Restate word for word the lines of the entries below, starting with the line that holds "for i in 0..d.nrows()" and ending with the line that holds "[1.0, 1.0, 0.0]];", and no others.

→ **Supplied information**
━━━━━━

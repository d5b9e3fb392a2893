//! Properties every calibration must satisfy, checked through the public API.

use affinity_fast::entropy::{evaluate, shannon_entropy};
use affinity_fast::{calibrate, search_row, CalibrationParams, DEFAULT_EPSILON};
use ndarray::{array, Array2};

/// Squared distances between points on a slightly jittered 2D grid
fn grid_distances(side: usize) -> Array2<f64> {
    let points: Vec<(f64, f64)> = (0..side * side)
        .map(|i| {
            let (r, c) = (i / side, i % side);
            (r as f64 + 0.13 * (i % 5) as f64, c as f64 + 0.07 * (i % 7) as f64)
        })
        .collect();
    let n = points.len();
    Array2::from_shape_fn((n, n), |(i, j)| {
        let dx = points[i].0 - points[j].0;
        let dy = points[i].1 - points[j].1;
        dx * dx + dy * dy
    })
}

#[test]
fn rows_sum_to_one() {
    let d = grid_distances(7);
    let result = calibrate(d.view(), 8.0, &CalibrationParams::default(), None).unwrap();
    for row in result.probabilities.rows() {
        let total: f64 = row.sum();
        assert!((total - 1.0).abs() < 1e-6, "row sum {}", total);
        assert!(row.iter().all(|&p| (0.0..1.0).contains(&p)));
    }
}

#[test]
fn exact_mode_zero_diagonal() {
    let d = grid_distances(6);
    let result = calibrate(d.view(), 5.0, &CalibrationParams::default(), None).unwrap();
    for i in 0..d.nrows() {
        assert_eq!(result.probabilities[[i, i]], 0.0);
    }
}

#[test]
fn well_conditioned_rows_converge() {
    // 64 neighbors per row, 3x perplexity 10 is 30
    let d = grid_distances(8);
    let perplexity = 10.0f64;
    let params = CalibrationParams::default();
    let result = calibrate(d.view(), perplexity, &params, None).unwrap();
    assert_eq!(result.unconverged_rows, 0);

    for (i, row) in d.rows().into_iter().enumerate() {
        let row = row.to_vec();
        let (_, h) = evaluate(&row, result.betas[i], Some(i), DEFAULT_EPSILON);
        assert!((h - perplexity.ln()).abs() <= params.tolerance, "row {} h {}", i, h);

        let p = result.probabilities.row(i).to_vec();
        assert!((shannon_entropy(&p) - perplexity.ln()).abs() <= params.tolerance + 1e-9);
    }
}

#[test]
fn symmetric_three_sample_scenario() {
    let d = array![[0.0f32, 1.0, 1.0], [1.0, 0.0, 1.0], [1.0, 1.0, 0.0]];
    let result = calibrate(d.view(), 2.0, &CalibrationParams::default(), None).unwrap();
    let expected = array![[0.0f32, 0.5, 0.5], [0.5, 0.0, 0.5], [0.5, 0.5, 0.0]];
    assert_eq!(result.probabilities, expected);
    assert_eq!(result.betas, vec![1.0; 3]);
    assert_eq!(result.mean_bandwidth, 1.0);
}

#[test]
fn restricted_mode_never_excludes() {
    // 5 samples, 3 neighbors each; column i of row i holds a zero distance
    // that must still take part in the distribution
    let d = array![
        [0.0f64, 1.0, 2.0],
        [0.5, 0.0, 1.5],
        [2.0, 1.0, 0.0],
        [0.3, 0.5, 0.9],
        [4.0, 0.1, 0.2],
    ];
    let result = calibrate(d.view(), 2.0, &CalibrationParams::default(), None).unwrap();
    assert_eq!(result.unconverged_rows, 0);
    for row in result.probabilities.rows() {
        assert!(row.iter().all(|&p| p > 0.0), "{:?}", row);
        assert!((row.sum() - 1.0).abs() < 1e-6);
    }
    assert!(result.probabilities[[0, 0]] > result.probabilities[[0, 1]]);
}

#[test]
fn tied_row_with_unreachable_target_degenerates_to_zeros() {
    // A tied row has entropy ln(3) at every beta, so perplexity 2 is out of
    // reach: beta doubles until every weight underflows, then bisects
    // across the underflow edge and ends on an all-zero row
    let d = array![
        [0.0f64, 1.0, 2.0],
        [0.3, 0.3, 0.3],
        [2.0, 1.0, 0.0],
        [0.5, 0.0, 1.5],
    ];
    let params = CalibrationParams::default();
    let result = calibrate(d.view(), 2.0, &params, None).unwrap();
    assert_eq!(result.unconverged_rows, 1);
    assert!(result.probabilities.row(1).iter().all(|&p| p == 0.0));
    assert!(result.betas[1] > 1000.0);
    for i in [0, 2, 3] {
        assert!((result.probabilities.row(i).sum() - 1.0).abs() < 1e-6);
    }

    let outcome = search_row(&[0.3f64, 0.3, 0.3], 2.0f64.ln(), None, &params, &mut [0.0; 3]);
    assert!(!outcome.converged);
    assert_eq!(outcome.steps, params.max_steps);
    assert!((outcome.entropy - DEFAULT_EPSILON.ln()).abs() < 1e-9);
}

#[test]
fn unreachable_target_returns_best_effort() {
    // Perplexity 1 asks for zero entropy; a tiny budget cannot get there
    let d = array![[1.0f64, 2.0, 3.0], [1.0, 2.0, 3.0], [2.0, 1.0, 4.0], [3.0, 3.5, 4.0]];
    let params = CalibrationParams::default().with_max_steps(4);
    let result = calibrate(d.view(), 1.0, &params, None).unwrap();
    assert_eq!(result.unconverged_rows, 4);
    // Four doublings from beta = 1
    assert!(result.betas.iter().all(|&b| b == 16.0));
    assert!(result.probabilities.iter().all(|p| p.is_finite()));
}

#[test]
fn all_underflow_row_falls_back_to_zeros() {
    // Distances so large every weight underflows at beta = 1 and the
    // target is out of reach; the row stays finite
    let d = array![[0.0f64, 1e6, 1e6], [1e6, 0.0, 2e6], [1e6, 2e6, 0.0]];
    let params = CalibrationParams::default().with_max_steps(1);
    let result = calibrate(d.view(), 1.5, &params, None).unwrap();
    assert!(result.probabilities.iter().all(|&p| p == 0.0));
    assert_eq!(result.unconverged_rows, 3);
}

━━━━━━

→ **Reply to the exercise**
    for i in 0..d.nrows() {
        assert_eq!(result.probabilities[[i, i]], 0.0);
    }
}

#[test]
fn well_conditioned_rows_converge() {
    // 64 neighbors per row, 3x perplexity 10 is 30
    let d = grid_distances(8);
    let perplexity = 10.0f64;
    let params = CalibrationParams::default();
    let result = calibrate(d.view(), perplexity, &params, None).unwrap();
    assert_eq!(result.unconverged_rows, 0);

    for (i, row) in d.rows().into_iter().enumerate() {
        let row = row.to_vec();
        let (_, h) = evaluate(&row, result.betas[i], Some(i), DEFAULT_EPSILON);
        assert!((h - perplexity.ln()).abs() <= params.tolerance, "row {} h {}", i, h);

        let p = result.probabilities.row(i).to_vec();
        assert!((shannon_entropy(&p) - perplexity.ln()).abs() <= params.tolerance + 1e-9);
    }
}

#[test]
fn symmetric_three_sample_scenario() {
    let d = array![[0.0f32, 1.0, 1.0], [1.0, 0.0, 1.0], [1.0, 1.0, 0.0]];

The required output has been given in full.